Pilot Study: Intensive Education in a Residential Camp Setting for Families of Young Children With Type 1 Diabetes (TotCamp)

The University of Texas System (UT)

Status

Completed

Conditions

Type 1 Diabetes Mellitus

Treatments

Behavioral: Intensive Education

Study type

Interventional

Funder types

Other

Identifiers

NCT02432586

STU 042014-061

Details and patient eligibility

About

18 preschool aged children and their families will attend structured, multidisciplinary, family-centered intensive education sessions over a 3-day weekend in a residential camp setting to address the unique challenges of managing type 1 diabetes mellitus in young children. A second 'booster' session, will be conducted 6 months later.

Full description

We propose to deliver a structured multidisciplinary family-centered intervention over a 3-day weekend, with a second similar "booster" session 6 months later. The intervention will be based at our regional diabetes camp, Camp Sweeney. The proposed camp encounters aim to provide:

An opportunity for intensive education beyond that achievable in a single class, and without the unfavorable impacts of multiple weekday classes on family and work time.
Varied educational modalities including didactic sessions, practical demonstrations and role playing.
Close observation of each child throughout the day and night by experienced diabetes counselors and medical staff to identify and help correct maladaptive family behaviors.
A safe environment where parents can participate in group therapy sessions without child care worries.
An opportunity for age-appropriate child-centered educational and therapeutic activities.
An opportunity for families to form mutually-supportive friendships.
Fun weekends away where the parents have help caring for their diabetic children.
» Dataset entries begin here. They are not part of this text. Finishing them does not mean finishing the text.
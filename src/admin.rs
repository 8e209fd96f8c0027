//! Admin HTTP surface.
//!
//! Thin query/command layer over the manager and the interval log, consumed
//! by the operations dashboard: fleet overview, manual health checks,
//! forced status transitions, session list and timeline queries.

use std::sync::Arc;

use axum::{
    extract::{Path, Query, State},
    http::StatusCode,
    response::Json,
    routing::{get, post},
    Router,
};
use serde::Deserialize;
use serde_json::{json, Value};
use tower::ServiceBuilder;
use tower_http::cors::{Any, CorsLayer};
use tower_http::trace::TraceLayer;

use crate::manager::ClientManager;
use crate::state_log::StateLog;
use crate::types::ClientStatus;

/// Shared state for all admin handlers.
#[derive(Clone)]
pub struct AppState {
    pub manager: Arc<ClientManager>,
    /// Absent when state logging is disabled; timeline endpoints degrade to
    /// empty payloads instead of failing.
    pub state_log: Option<Arc<StateLog>>,
}

/// Build the admin router with tracing and permissive CORS, mirroring the
/// dashboard's needs (it polls from a separate origin).
pub fn create_router(state: AppState) -> Router {
    Router::new()
        .route("/health", get(health_check))
        .route("/api/overview", get(get_overview))
        .route("/api/clients/:name/check", post(trigger_check))
        .route("/api/clients/:name/status", post(update_client_status))
        .route("/api/runs", get(get_runs))
        .route("/api/timeline", get(get_timeline))
        .layer(
            ServiceBuilder::new()
                .layer(TraceLayer::new_for_http())
                .layer(
                    CorsLayer::new()
                        .allow_origin(Any)
                        .allow_methods(Any)
                        .allow_headers(Any),
                ),
        )
        .with_state(state)
}

/// Liveness probe for load balancers and uptime monitors.
async fn health_check() -> Json<Value> {
    Json(json!({
        "status": "healthy",
        "timestamp": chrono::Utc::now().to_rfc3339(),
    }))
}

/// Fleet summary plus per-client detail rows.
async fn get_overview(State(state): State<AppState>) -> Json<Value> {
    Json(state.manager.get_client_stats())
}

/// Fire an asynchronous health check; 202 because the probe includes
/// network I/O and runs in the background.
async fn trigger_check(
    State(state): State<AppState>,
    Path(name): Path<String>,
) -> Result<(StatusCode, Json<Value>), StatusCode> {
    if !state.manager.trigger_manual_check(&name) {
        return Err(StatusCode::NOT_FOUND);
    }
    Ok((
        StatusCode::ACCEPTED,
        Json(json!({"message": format!("Health check triggered for {name}")})),
    ))
}

#[derive(Debug, Deserialize)]
struct StatusBody {
    status: String,
}

/// Forced status transition: 404 for unknown clients, 400 for a status
/// string outside the enum.
async fn update_client_status(
    State(state): State<AppState>,
    Path(name): Path<String>,
    Json(body): Json<StatusBody>,
) -> Result<Json<Value>, StatusCode> {
    // Strict parse here: the admin API should reject typos instead of
    // folding them into `error` like the lenient FromStr does.
    let status: ClientStatus =
        serde_json::from_value(Value::String(body.status.to_ascii_lowercase()))
            .map_err(|_| StatusCode::BAD_REQUEST)?;

    if !state.manager.set_client_status(&name, status) {
        return Err(StatusCode::NOT_FOUND);
    }
    Ok(Json(json!({"message": format!("Status updated to {status}")})))
}

/// Recent sessions for the timeline selector.
async fn get_runs(State(state): State<AppState>) -> Result<Json<Value>, StatusCode> {
    let Some(log) = &state.state_log else {
        return Ok(Json(json!({"runs": [], "warning": "state log is not enabled"})));
    };
    let runs = log
        .get_run_list(50)
        .map_err(|_| StatusCode::INTERNAL_SERVER_ERROR)?;
    Ok(Json(json!({"runs": runs})))
}

#[derive(Debug, Deserialize)]
struct TimelineQuery {
    run_id: Option<String>,
    from: Option<f64>,
    to: Option<f64>,
    client: Option<String>,
}

/// Clipped state intervals for one run, plus the legend and client list.
async fn get_timeline(
    State(state): State<AppState>,
    Query(query): Query<TimelineQuery>,
) -> Result<Json<Value>, StatusCode> {
    let Some(log) = &state.state_log else {
        return Ok(Json(json!({"items": [], "warning": "state log is not enabled"})));
    };

    let run_id = query
        .run_id
        .as_deref()
        .map(str::trim)
        .filter(|id| !id.is_empty())
        .ok_or(StatusCode::BAD_REQUEST)?;
    let from = query.from.unwrap_or(0.0);
    let to = query.to.unwrap_or_else(crate::types::now_ts);
    let client = query.client.as_deref().map(str::trim).filter(|c| !c.is_empty());

    let timeline = log
        .query_timeline(run_id, from, to, client)
        .map_err(|_| StatusCode::INTERNAL_SERVER_ERROR)?;
    Ok(Json(serde_json::to_value(timeline).unwrap_or_default()))
}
We will conduct this pilot study, which will enroll 18 preschool children age 3-5.5 years, with the goal of obtaining preliminary results for 15 subjects.

The primary outcome, to be determined approximately one month before and after each of the two camp sessions, is improvement in Hemoglobin A1c (HbA1c). This outcome will be compared with that of historical controls.

Exploratory Hypotheses:

Compared with pretreatment baseline and historical controls, subjects attending two 3-day sessions at a family diabetes camp will improve:

HbA1c 3 months after the first camp session
Hypoglycemia frequency, as measured by continuous glucose monitoring
Medical system utilization, as measured by telephone call frequency and also by emergency room visits and hospitalizations
Behavioral/QoL assessments, including the parents of young children version of the hypoglycemia fear survey (HFS-P-YC), the Behavioral Pediatrics Feeding Assessment Scale (BPFAS), and the general and diabetes modules of the PedsQL.
Diabetes knowledge, assessed by questionnaire
Development of friendships between subject families, assessed by questionnaire

Enrollment

18 patients

Sex

All

Ages

34 to 68 months old

Volunteers

No Healthy Volunteers

Inclusion criteria

Age 3-5.5 years old (+/- 2 months) at the date of first camp session they are eligible to join.
Child and Parents fluent in either English or Spanish.
Type 1 diabetes mellitus diagnosed for at least 10 months previous to date of first camp they are eligible to join.
Taking insulin
Custodial parent or guardian (preferable both parents or guardians) willing to attend both session of camp and the activities scheduled for them.
Parent or guardian must sign consent before any study procedures are performed.

Exclusion criteria

Neonatal diabetes (diagnosis in the first 3 months of life) or documented MODY; i.e., a likely genetic form of diabetes rather than an autoimmune etiology.
Post-surgical diabetes (e.g., pancreatectomy for congenital hyperinsulinism). Such patients often cannot secrete glucagon, leading to a particularly severe inability to defend against hypoglycemia.
Other severe chronic disease (e.g., cancer, cystic fibrosis) which in the judgment of the investigator is likely to significantly affect glycemic control.
Patients cannot be taking systemic corticosteroids at enrollment because of adverse effects on glycemic control, but we will not disqualify subjects who require such therapy during the study. Inhaled or topical corticosteroids are permissible.
Patients with hypothyroidism or hyperthyroidism must be clinically euthyroid and have free T4 and TSH within age-appropriate reference ranges at last medically indicated testing. Patients with out of range values may be retested after medication dose adjustment.
Developmental delay or behavioral disorder in the patient of sufficient severity, in the judgment of the investigator, to interfere with group activities.
Medical or psychiatric disorder in a parent of sufficient severity, in the judgment of the investigator, to interfere with group activities.
Celiac disease is not an exclusion criterion.